- WORK INSTRUCTIONS: Each line of the material holding the word "SubmissionResult" must be identified and copied.

======== RECORDS SUPPLIED ========

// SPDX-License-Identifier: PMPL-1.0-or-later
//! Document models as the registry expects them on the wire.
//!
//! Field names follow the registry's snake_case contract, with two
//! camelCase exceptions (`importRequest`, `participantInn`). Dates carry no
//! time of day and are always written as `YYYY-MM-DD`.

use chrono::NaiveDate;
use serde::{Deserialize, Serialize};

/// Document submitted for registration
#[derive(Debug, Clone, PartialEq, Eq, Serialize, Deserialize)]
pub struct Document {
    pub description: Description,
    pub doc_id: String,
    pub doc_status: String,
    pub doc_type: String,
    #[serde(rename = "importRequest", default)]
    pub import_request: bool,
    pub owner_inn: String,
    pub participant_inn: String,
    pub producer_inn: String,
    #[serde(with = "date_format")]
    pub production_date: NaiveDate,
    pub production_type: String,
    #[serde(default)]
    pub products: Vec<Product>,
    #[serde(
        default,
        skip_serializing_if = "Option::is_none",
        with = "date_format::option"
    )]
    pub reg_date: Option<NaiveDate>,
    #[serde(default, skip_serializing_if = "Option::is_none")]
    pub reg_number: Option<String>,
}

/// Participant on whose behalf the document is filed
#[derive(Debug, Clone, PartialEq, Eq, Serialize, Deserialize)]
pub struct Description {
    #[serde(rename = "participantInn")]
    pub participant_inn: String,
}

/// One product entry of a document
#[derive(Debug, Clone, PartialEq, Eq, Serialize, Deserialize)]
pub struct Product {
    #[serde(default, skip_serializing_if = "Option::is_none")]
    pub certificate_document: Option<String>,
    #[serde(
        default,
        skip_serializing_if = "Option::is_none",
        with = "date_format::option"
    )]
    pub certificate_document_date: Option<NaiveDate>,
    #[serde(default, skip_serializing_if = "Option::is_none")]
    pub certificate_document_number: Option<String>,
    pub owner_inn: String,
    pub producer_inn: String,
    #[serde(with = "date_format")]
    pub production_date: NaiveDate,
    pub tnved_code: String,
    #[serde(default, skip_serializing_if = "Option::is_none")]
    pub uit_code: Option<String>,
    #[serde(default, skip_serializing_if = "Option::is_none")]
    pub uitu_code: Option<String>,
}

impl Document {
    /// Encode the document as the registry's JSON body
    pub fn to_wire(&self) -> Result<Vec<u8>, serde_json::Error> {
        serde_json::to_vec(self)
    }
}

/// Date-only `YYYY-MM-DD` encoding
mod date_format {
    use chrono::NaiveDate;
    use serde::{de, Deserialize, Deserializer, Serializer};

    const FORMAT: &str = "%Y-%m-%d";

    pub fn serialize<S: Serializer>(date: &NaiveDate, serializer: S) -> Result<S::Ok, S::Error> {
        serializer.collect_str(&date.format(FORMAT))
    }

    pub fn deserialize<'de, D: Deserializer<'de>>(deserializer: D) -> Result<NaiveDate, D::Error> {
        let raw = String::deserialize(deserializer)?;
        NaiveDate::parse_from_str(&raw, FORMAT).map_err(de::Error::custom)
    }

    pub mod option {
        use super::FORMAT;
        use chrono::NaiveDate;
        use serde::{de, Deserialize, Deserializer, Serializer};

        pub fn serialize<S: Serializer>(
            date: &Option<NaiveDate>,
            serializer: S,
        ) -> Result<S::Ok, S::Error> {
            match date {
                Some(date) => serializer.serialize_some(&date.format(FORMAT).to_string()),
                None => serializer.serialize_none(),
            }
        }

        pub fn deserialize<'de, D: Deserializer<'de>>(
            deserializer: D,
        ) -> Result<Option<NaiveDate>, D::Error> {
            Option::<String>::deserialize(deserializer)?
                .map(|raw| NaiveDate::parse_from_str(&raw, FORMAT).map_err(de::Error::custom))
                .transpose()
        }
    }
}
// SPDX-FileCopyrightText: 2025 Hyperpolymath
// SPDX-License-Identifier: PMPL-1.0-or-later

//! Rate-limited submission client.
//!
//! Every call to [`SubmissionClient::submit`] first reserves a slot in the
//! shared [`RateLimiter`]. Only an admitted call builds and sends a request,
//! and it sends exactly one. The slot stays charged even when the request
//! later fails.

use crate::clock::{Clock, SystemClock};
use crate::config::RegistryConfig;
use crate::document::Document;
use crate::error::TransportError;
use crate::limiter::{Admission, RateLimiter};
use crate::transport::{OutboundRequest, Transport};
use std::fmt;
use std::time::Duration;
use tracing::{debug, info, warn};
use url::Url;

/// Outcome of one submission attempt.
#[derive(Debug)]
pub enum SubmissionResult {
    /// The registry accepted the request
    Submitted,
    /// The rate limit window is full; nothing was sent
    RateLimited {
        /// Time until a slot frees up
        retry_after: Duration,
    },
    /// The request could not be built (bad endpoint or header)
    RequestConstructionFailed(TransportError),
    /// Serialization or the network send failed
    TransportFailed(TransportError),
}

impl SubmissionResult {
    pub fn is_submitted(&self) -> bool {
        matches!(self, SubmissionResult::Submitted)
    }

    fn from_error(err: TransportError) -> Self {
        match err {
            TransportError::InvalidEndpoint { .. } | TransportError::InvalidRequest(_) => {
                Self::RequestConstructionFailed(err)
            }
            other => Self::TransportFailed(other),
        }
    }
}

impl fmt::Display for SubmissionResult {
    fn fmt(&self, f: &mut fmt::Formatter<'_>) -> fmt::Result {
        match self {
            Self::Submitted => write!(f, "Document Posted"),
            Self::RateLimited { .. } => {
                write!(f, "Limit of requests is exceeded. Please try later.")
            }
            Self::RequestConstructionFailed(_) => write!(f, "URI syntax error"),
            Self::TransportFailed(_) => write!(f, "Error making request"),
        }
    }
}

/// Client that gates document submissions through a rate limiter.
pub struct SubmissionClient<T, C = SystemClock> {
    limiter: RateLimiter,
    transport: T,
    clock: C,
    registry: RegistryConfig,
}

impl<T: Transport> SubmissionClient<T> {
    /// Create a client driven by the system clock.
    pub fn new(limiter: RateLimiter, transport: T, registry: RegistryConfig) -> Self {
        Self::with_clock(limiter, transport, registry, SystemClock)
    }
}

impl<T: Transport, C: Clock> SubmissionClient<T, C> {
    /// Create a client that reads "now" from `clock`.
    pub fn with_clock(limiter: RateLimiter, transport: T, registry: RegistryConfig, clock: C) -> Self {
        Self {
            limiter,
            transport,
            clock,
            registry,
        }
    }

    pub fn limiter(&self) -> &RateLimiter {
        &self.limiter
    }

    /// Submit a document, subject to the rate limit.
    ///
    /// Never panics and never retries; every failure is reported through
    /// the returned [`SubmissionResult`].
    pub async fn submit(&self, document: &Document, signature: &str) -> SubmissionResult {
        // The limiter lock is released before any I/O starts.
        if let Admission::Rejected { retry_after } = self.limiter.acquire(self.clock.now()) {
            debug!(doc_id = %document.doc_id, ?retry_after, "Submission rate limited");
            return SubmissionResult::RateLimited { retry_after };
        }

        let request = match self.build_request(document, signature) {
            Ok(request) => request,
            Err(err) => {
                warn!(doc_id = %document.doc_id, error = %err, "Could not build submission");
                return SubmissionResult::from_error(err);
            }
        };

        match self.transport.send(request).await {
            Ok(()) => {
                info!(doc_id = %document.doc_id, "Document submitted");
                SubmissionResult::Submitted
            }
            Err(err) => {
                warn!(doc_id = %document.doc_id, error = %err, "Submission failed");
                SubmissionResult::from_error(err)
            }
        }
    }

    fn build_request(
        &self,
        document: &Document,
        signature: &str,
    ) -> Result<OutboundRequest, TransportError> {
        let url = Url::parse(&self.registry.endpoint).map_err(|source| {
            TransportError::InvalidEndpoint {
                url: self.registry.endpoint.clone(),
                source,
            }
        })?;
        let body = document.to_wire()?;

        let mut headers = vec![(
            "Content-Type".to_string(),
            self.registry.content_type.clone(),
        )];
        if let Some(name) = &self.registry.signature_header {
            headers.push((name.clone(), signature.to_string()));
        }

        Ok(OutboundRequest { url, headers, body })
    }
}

========
======== RECORDS SUPPLIED ========

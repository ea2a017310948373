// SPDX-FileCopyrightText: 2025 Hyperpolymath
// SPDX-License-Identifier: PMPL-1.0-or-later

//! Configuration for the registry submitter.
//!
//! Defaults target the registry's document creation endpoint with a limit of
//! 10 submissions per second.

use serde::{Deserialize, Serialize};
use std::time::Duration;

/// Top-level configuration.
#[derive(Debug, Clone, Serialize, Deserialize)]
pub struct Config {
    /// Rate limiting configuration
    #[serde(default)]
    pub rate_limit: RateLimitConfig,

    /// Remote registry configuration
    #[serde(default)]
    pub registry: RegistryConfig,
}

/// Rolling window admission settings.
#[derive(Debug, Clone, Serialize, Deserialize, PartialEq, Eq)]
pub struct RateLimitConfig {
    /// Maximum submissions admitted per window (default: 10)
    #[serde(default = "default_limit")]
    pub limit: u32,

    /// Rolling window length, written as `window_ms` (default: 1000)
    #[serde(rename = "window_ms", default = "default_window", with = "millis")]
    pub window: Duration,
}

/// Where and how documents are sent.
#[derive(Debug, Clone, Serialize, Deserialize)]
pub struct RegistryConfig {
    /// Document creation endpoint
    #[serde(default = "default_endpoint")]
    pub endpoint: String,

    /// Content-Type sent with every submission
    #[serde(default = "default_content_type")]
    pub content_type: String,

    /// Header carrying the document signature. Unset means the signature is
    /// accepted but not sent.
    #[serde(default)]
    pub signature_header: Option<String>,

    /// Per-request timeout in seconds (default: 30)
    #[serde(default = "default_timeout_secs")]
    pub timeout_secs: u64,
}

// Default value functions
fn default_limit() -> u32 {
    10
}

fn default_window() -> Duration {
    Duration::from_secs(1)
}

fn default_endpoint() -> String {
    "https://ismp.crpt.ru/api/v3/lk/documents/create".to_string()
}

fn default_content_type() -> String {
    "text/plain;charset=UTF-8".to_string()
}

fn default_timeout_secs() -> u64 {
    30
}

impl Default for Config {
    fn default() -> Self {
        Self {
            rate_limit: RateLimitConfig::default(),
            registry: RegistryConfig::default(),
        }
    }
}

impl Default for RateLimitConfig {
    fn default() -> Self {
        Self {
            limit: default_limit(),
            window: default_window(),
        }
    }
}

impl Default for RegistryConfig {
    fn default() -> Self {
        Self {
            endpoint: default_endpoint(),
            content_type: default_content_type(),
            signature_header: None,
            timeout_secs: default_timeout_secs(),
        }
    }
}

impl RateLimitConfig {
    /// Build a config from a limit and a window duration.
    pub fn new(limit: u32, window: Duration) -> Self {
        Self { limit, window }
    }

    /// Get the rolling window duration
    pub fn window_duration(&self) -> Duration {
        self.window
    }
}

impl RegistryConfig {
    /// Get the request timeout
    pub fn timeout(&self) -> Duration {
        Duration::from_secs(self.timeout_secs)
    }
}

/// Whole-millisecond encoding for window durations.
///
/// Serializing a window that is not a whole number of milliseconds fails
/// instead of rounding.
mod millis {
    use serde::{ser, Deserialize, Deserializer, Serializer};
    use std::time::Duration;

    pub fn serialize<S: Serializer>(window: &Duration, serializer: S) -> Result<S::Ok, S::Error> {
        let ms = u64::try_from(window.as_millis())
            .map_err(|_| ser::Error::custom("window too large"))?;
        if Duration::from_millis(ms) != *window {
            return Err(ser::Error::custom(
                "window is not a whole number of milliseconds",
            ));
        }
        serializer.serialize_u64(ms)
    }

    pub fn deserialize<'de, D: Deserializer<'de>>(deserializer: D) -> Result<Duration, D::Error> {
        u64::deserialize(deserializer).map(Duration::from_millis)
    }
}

========

- RESPONSE TO THIS TASK:
pub enum SubmissionResult {
impl SubmissionResult {
        matches!(self, SubmissionResult::Submitted)
impl fmt::Display for SubmissionResult {
    /// the returned [`SubmissionResult`].
    pub async fn submit(&self, document: &Document, signature: &str) -> SubmissionResult {
            return SubmissionResult::RateLimited { retry_after };
                return SubmissionResult::from_error(err);
                SubmissionResult::Submitted
                SubmissionResult::from_error(err)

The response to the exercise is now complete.